Maureen Robb's picture
By Maureen Robb on January 9, 2017

Would you like to feel calmer and more focused? Do you feel too much stress during a busy day?
Research shows that meditation can help. A basic technique is mindful breathing, according to Laurie Seidel, M.S.N., a nurse educator in the Department of Psychiatry and Behavioral Medicine at Carilion Clinic.

“Take three to four slow deep breaths, feeling the air as it enters your nostrils, fills your chest and abdomen and flows out again," she explained. "Then breathe normally, aware that you are breathing in and out.”
But there are many types of meditation, and mindfulness meditation has become especially popular in recent years. Studies have shown its benefits to the brain and body, and it’s now being practiced in many settings, including business, education, health care and sports.

“It is definitely my favorite topic,” said Seidel.
She has done two research studies on the subject involving nurses and other health care professionals and has taught a mindfulness meditation course at Carilion Roanoke Memorial Hospital. Seidel is also an instructor at the Virginia Tech Carilion School of Medicine and an adjunct faculty member of Jefferson College of Health Sciences.

What is mindfulness meditation?

“Using our natural breathing as an anchor, it’s about cultivating awareness of our thoughts, emotions and bodily sensations in the present moment with acceptance and curiosity and in a nonjudgmental way,” said Seidel. “Rather than being lost in rehashing a past event or worrying about the future, we can learn to gently let go and return to the breath and the present moment. As we develop our awareness, an inner stillness naturally grows, lowering our fear and calming anxiety.”
It’s also something we can all do.

“We spend so much time rushing and doing, and little time being in the present moment," Seidel noted. "With mindfulness meditation, over time you develop an inner calmness and are better able to handle everyday stresses. Practicing helps you be in control of the quality of your day and aware of these precious moments to be alive.”
New research has also shed more light on how our brains work.

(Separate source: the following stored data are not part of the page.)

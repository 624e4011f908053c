//! Metadata query client for a node reached over a [`Transport`].

use std::sync::Arc;

use async_trait::async_trait;
use serde::de::DeserializeOwned;
use serde_json::json;

use crate::api::{MetadataServiceClient, methods};
use crate::error::MetadataServiceError;
use crate::models::{MetadataInfo, ServiceQuery, ServiceUrl};
use crate::transport::{Invocation, Transport};

/// Talks to the metadata service published at `url`.
pub struct RemoteMetadataClient {
    transport: Arc<dyn Transport>,
    url: ServiceUrl,
}

impl RemoteMetadataClient {
    #[must_use]
    pub fn new(transport: Arc<dyn Transport>, url: ServiceUrl) -> Self {
        Self { transport, url }
    }

    #[must_use]
    pub fn url(&self) -> &ServiceUrl {
        &self.url
    }

    async fn call<T: DeserializeOwned>(
        &self,
        invocation: Invocation,
    ) -> Result<T, MetadataServiceError> {
        let value = self.transport.invoke(&self.url, invocation).await?;
        serde_json::from_value(value)
            .map_err(|e| MetadataServiceError::internal_with_source("malformed metadata reply", e))
    }
}

#[async_trait]
impl MetadataServiceClient for RemoteMetadataClient {
    async fn service_name(&self) -> Result<String, MetadataServiceError> {
        self.call(Invocation::no_args(methods::SERVICE_NAME)).await
    }

    async fn exported_urls(
        &self,
        query: &ServiceQuery,
    ) -> Result<Vec<ServiceUrl>, MetadataServiceError> {
        let args = serde_json::to_value(query)
            .map_err(|e| MetadataServiceError::internal_with_source("cannot encode query", e))?;
        self.call(Invocation::new(methods::GET_EXPORTED_URLS, args))
            .await
    }

    async fn metadata_info(
        &self,
        revision: Option<&str>,
    ) -> Result<Option<MetadataInfo>, MetadataServiceError> {
        self.call(Invocation::new(
            methods::GET_METADATA_INFO,
            json!({ "revision": revision }),
        ))
        .await
    }
}
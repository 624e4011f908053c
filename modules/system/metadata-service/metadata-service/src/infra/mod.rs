//! Infrastructure adapters: transports and the in-memory metadata center.

pub mod metadata_center;
pub mod transport;

pub use metadata_center::InMemoryMetadataCenter;
pub use transport::{InMemoryTransport, TcpTransport};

“There is now robust science behind meditation,” Seidel said. “It’s great news that the research on neuroplasticity is showing that well-being is not a static thing, but a set of skills that can be learned and cultivated over time. This has broad implications for health care, education and beyond.”
If you are not sure how to get started, Seidel suggested trying these simple steps:
1. Choose an activity you perform every day and do this mindfully.
2. Imagine you’re doing it for the very first time.
3. Notice this activity through all of your senses as you do it, focusing your attention on just this task.

"If you are drinking a cup of tea, smell the tea, feel the warmth of the cup, and taste the tea as you sip it slowly,” Seidel explained.   
If you find yourself in a stressful situation and need to center yourself, Seidel suggested trying this quick body check:
1. Pause and notice how it feels in your body.
2. Take a breath and acknowledge what you’re feeling.

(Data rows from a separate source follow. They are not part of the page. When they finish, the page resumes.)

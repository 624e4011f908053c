//! Application lifecycle: exports ordinary services, then the metadata service,
//! then schedules delayed services. Stops in reverse order.

use std::sync::Arc;
use std::time::Duration;

use metadata_service_sdk::{
    APPLICATION_KEY, BindSpec, GROUP_KEY, ListenerHandle, SIDE_KEY, ServiceInvoker, ServiceUrl,
    VERSION_KEY,
};
use parking_lot::Mutex;
use tokio_util::sync::CancellationToken;
use tokio_util::task::TaskTracker;

use crate::config::{ProtocolConfig, ServiceConfig};
use crate::context::AppContext;
use crate::domain::error::DeployError;
use crate::domain::exporter::{MetadataServiceExporter, PROVIDER_SIDE};

#[derive(Debug, Clone, Copy, PartialEq, Eq)]
pub enum DeployState {
    Pending,
    Starting,
    Started,
    Stopping,
    Stopped,
    Failed,
}

/// An ordinary service: its configuration plus the handler serving it.
#[derive(Clone)]
pub struct ServiceDefinition {
    pub config: ServiceConfig,
    pub invoker: Arc<dyn ServiceInvoker>,
}

struct ExportedService {
    url: ServiceUrl,
    handle: ListenerHandle,
}

/// Ordinary services currently exported, shared with delayed-export tasks.
struct ServiceExports {
    ctx: Arc<AppContext>,
    exported: Mutex<Vec<ExportedService>>,
}

impl ServiceExports {
    fn protocols_for(&self, config: &ServiceConfig) -> Vec<ProtocolConfig> {
        let app = self.ctx.config();
        match config.protocol.as_deref() {
            Some(name) => vec![
                app.protocol(name)
                    .cloned()
                    .unwrap_or_else(|| ProtocolConfig::new(name, None)),
            ],
            None if app.protocols.is_empty() => {
                vec![ProtocolConfig::new(&app.metadata.default_protocol, None)]
            }
            None => app.protocols.clone(),
        }
    }

    async fn export(&self, definition: &ServiceDefinition) -> Result<Vec<ServiceUrl>, DeployError> {
        let mut done = Vec::new();
        for protocol in self.protocols_for(&definition.config) {
            match self.export_on(definition, &protocol).await {
                Ok(exported) => done.push(exported),
                Err(err) => {
                    for exported in &done {
                        self.release(exported).await;
                    }
                    return Err(err);
                }
            }
        }

        let urls: Vec<ServiceUrl> = done.iter().map(|e| e.url.clone()).collect();
        for exported in &done {
            self.ctx.local_metadata().add(exported.url.clone());
        }
        self.exported.lock().extend(done);
        Ok(urls)
    }

    async fn export_on(
        &self,
        definition: &ServiceDefinition,
        protocol: &ProtocolConfig,
    ) -> Result<ExportedService, DeployError> {
        let config = &definition.config;
        let transport = self.ctx.transport();
        let host = protocol
            .host
            .clone()
            .unwrap_or_else(|| self.ctx.host().to_owned());
        let spec = BindSpec::new(&protocol.name, host, protocol.port.unwrap_or(0));
        let handle = transport
            .bind(&spec)
            .await
            .map_err(|source| DeployError::ServiceExport {
                service: config.interface.clone(),
                source,
            })?;

        let mut url = ServiceUrl::new(
            handle.protocol(),
            handle.host(),
            handle.port(),
            &config.interface,
        );
        if let Some(group) = &config.group {
            url = url.with_param(GROUP_KEY, group);
        }
        if let Some(version) = &config.version {
            url = url.with_param(VERSION_KEY, version);
        }
        let url = url
            .with_param(SIDE_KEY, PROVIDER_SIDE)
            .with_param(APPLICATION_KEY, self.ctx.app_name());

        if let Err(source) =
            transport.publish(&handle, &url.service_key(), Arc::clone(&definition.invoker))
        {
            transport.unbind(&handle).await;
            return Err(DeployError::ServiceExport {
                service: config.interface.clone(),
                source,
            });
        }

        tracing::info!(%url, "Service exported");
        Ok(ExportedService { url, handle })
    }

    async fn release(&self, exported: &ExportedService) {
        let transport = self.ctx.transport();
        transport.unpublish(&exported.handle, &exported.url.service_key());
        transport.unbind(&exported.handle).await;
    }

    async fn unexport_all(&self) {
        let exported = std::mem::take(&mut *self.exported.lock());
        for service in exported.iter().rev() {
            self.ctx.local_metadata().remove(&service.url);
            self.release(service).await;
            tracing::info!(url = %service.url, "Service unexported");
        }
    }

    fn urls(&self) -> Vec<ServiceUrl> {
        self.exported.lock().iter().map(|e| e.url.clone()).collect()
    }
}

/// Drives one application's start and stop.
pub struct ApplicationDeployer {
    ctx: Arc<AppContext>,
    exporter: Arc<MetadataServiceExporter>,
    services: Mutex<Vec<ServiceDefinition>>,
    exports: Arc<ServiceExports>,
    state: Mutex<DeployState>,
    lifecycle_lock: tokio::sync::Mutex<()>,
    cancel: Mutex<CancellationToken>,
    delayed: TaskTracker,
}

impl ApplicationDeployer {
    #[must_use]
    pub fn new(ctx: Arc<AppContext>) -> Self {
        let exporter = Arc::new(MetadataServiceExporter::new(Arc::clone(&ctx)));
        Self::with_exporter(ctx, exporter)
    }

    #[must_use]
    pub fn with_exporter(ctx: Arc<AppContext>, exporter: Arc<MetadataServiceExporter>) -> Self {
        let delayed = TaskTracker::new();
        // Nothing is scheduled until `start`, so waiting must not block.
        delayed.close();
        Self {
            exports: Arc::new(ServiceExports {
                ctx: Arc::clone(&ctx),
                exported: Mutex::new(Vec::new()),
            }),
            ctx,
            exporter,
            services: Mutex::new(Vec::new()),
            state: Mutex::new(DeployState::Pending),
            lifecycle_lock: tokio::sync::Mutex::new(()),
            cancel: Mutex::new(CancellationToken::new()),
            delayed,
        }
    }

    #[must_use]
    pub fn context(&self) -> &Arc<AppContext> {
        &self.ctx
    }

    #[must_use]
    pub fn exporter(&self) -> &Arc<MetadataServiceExporter> {
        &self.exporter
    }

    #[must_use]
    pub fn state(&self) -> DeployState {
        *self.state.lock()
    }

    fn set_state(&self, state: DeployState) {
        *self.state.lock() = state;
    }

    /// Register an ordinary service to export on the next `start`.
    ///
    /// # Errors
    ///
    /// Returns `DeployError::Invalid` if the interface name is empty or the
    /// deployer is already running.
    pub fn add_service(
        &self,
        config: ServiceConfig,
        invoker: Arc<dyn ServiceInvoker>,
    ) -> Result<(), DeployError> {
        if config.interface.trim().is_empty() {
            return Err(DeployError::Invalid {
                service: config.interface,
                reason: "interface name is empty".to_owned(),
            });
        }
        if matches!(self.state(), DeployState::Starting | DeployState::Started) {
            return Err(DeployError::Invalid {
                service: config.interface,
                reason: "deployer is already running".to_owned(),
            });
        }
        self.services.lock().push(ServiceDefinition { config, invoker });
        Ok(())
    }

    /// URLs of ordinary services exported so far.
    #[must_use]
    pub fn service_urls(&self) -> Vec<ServiceUrl> {
        self.exports.urls()
    }

    /// Start the application. A no-op when already started.
    ///
    /// # Errors
    ///
    /// Returns `DeployError` if an eager service cannot be exported, or the
    /// metadata service cannot be exported and `fail_on_metadata_error` is set.
    /// Services exported before the failure are withdrawn.
    #[tracing::instrument(skip_all, fields(app = %self.ctx.app_name(), instance_id = %self.ctx.instance_id()))]
    pub async fn start(&self) -> Result<(), DeployError> {
        let _lifecycle_guard = self.lifecycle_lock.lock().await;
        if self.state() == DeployState::Started {
            tracing::debug!("Application already started");
            return Ok(());
        }
        self.set_state(DeployState::Starting);

        let (eager, delayed): (Vec<_>, Vec<_>) = self
            .services
            .lock()
            .iter()
            .cloned()
            .partition(|d| d.config.delay_ms == 0);

        tracing::info!(count = eager.len(), "Phase: export services");
        for definition in &eager {
            if let Err(err) = self.exports.export(definition).await {
                self.exports.unexport_all().await;
                self.set_state(DeployState::Failed);
                return Err(err);
            }
        }

        tracing::info!("Phase: export metadata");
        if let Err(err) = self.exporter.export().await {
            if self.ctx.config().deployer.fail_on_metadata_error {
                self.exports.unexport_all().await;
                self.set_state(DeployState::Failed);
                return Err(err.into());
            }
            tracing::warn!(error = %err, "Metadata service not exported; continuing without it");
        }

        tracing::info!(count = delayed.len(), "Phase: schedule delayed services");
        let cancel = CancellationToken::new();
        *self.cancel.lock() = cancel.clone();
        self.delayed.reopen();
        for definition in delayed {
            self.schedule(definition, cancel.clone());
        }
        self.delayed.close();

        self.set_state(DeployState::Started);
        tracing::info!("Application started");
        Ok(())
    }

    fn schedule(&self, definition: ServiceDefinition, cancel: CancellationToken) {
        let exports = Arc::clone(&self.exports);
        let exporter = Arc::clone(&self.exporter);
        let delay = Duration::from_millis(definition.config.delay_ms);
        self.delayed.spawn(async move {
            let service = definition.config.interface.clone();
            tokio::select! {
                () = cancel.cancelled() => {
                    tracing::debug!(%service, "Delayed export cancelled");
                }
                () = tokio::time::sleep(delay) => {
                    match exports.export(&definition).await {
                        Ok(urls) => {
                            tracing::info!(%service, count = urls.len(), "Delayed service exported");
                            if let Err(err) = exporter.refresh().await {
                                tracing::warn!(%service, error = %err, "Failed to refresh metadata");
                            }
                        }
                        Err(err) => {
                            tracing::warn!(%service, error = %err, "Delayed service export failed");
                        }
                    }
                }
            }
        });
    }

    /// Wait until every delayed export scheduled by the last `start` has run or
    /// been cancelled.
    pub async fn wait_for_delayed_exports(&self) {
        self.delayed.wait().await;
    }

    /// Stop the application. A no-op unless started.
    ///
    /// When this returns the metadata service is no longer exported.
    #[tracing::instrument(skip_all, fields(app = %self.ctx.app_name(), instance_id = %self.ctx.instance_id()))]
    pub async fn stop(&self) {
        let _lifecycle_guard = self.lifecycle_lock.lock().await;
        if self.state() != DeployState::Started {
            tracing::debug!(state = ?self.state(), "Application not running");
            return;
        }
        self.set_state(DeployState::Stopping);

        tracing::info!("Phase: cancel delayed services");
        let cancel = self.cancel.lock().clone();
        cancel.cancel();
        self.delayed.wait().await;

        tracing::info!("Phase: unexport services");
        self.exports.unexport_all().await;

        tracing::info!("Phase: unexport metadata");
        self.exporter.unexport().await;

        self.set_state(DeployState::Stopped);
        tracing::info!("Application stopped");
    }
}

#[cfg(test)]
#[cfg_attr(coverage_nightly, coverage(off))]
mod tests {
    use super::*;
    use crate::config::ApplicationConfig;
    use crate::infra::transport::InMemoryTransport;
    use async_trait::async_trait;
    use metadata_service_sdk::{Invocation, Transport};

    struct Noop;

    #[async_trait]
    impl ServiceInvoker for Noop {
        async fn invoke(&self, _invocation: Invocation) -> anyhow::Result<serde_json::Value> {
            Ok(serde_json::Value::Null)
        }
    }

    fn deployer(config: ApplicationConfig, transport: Arc<InMemoryTransport>) -> ApplicationDeployer {
        let ctx = AppContext::builder(config)
            .transport(transport as Arc<dyn Transport>)
            .build();
        ApplicationDeployer::new(ctx)
    }

    #[tokio::test]
    async fn test_empty_interface_rejected() {
        let d = deployer(ApplicationConfig::default(), Arc::new(InMemoryTransport::new()));
        let err = d
            .add_service(ServiceConfig::new("  "), Arc::new(Noop))
            .unwrap_err();
        assert!(matches!(err, DeployError::Invalid { .. }));
    }

    #[tokio::test]
    async fn test_service_export_failure_rolls_back() {
        let transport = Arc::new(InMemoryTransport::new());
        transport.occupy(2003);
        let config = ApplicationConfig {
            protocols: vec![
                ProtocolConfig::new("dubbo", Some(2002)),
                ProtocolConfig::new("tri", Some(2003)),
            ],
            ..ApplicationConfig::default()
        };
        let d = deployer(config, Arc::clone(&transport));
        d.add_service(ServiceConfig::new("demo.DemoService"), Arc::new(Noop))
            .unwrap();

        let err = d.start().await.unwrap_err();
        assert!(matches!(err, DeployError::ServiceExport { .. }));
        assert_eq!(d.state(), DeployState::Failed);
        assert!(transport.listeners().is_empty());
        assert!(d.context().local_metadata().snapshot().is_empty());
        assert!(!d.exporter().is_exported());
    }

    #[tokio::test]
    async fn test_metadata_failure_tolerated_when_configured() {
        let transport = Arc::new(InMemoryTransport::new());
        let mut config = ApplicationConfig::default();
        config.metadata.metadata_type = "redis".to_owned();
        config.deployer.fail_on_metadata_error = false;
        let d = deployer(config, transport);
        d.add_service(ServiceConfig::new("demo.DemoService"), Arc::new(Noop))
            .unwrap();

        d.start().await.unwrap();
        assert_eq!(d.state(), DeployState::Started);
        assert!(!d.exporter().is_exported());
        assert_eq!(d.service_urls().len(), 1);
        d.stop().await;
        assert_eq!(d.state(), DeployState::Stopped);
    }

    #[tokio::test]
    async fn test_wait_before_start_returns() {
        let d = deployer(ApplicationConfig::default(), Arc::new(InMemoryTransport::new()));
        d.wait_for_delayed_exports().await;
        d.stop().await;
        assert_eq!(d.state(), DeployState::Pending);
    }
}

"Perhaps say to yourself, ‘This is a difficult moment for me. I’m not alone; other people feel this way, too. May we all be at ease'," said Seidel. "This will cultivate self-compassion and helps us realize we are not alone in our difficulties."
Or you could practice mindfulness while walking.

“Notice the sensations of walking and be aware as you feel your foot touch the earth with each step,” she said. “Appreciate your legs and ability to walk. Think ‘present moment, calm moment,’ as you walk.”
Seidel also recommended seeking out books on meditation or one of the many meditation apps now available or joining a local meditation group.
“Start slowly and don’t overreach at first,” she advised. “Maybe start with five minutes every morning or 10 minutes a day. And remember that regular, consistent practice makes mindfulness a part of us and is more likely to form a healthy habit. It’s something we can practice throughout the day as well as in a more formal way.” 
So if you’ve been thinking about trying meditation, you have a lot of company. In our ultra-busy world, it is helping many to find more peace and happiness in their lives.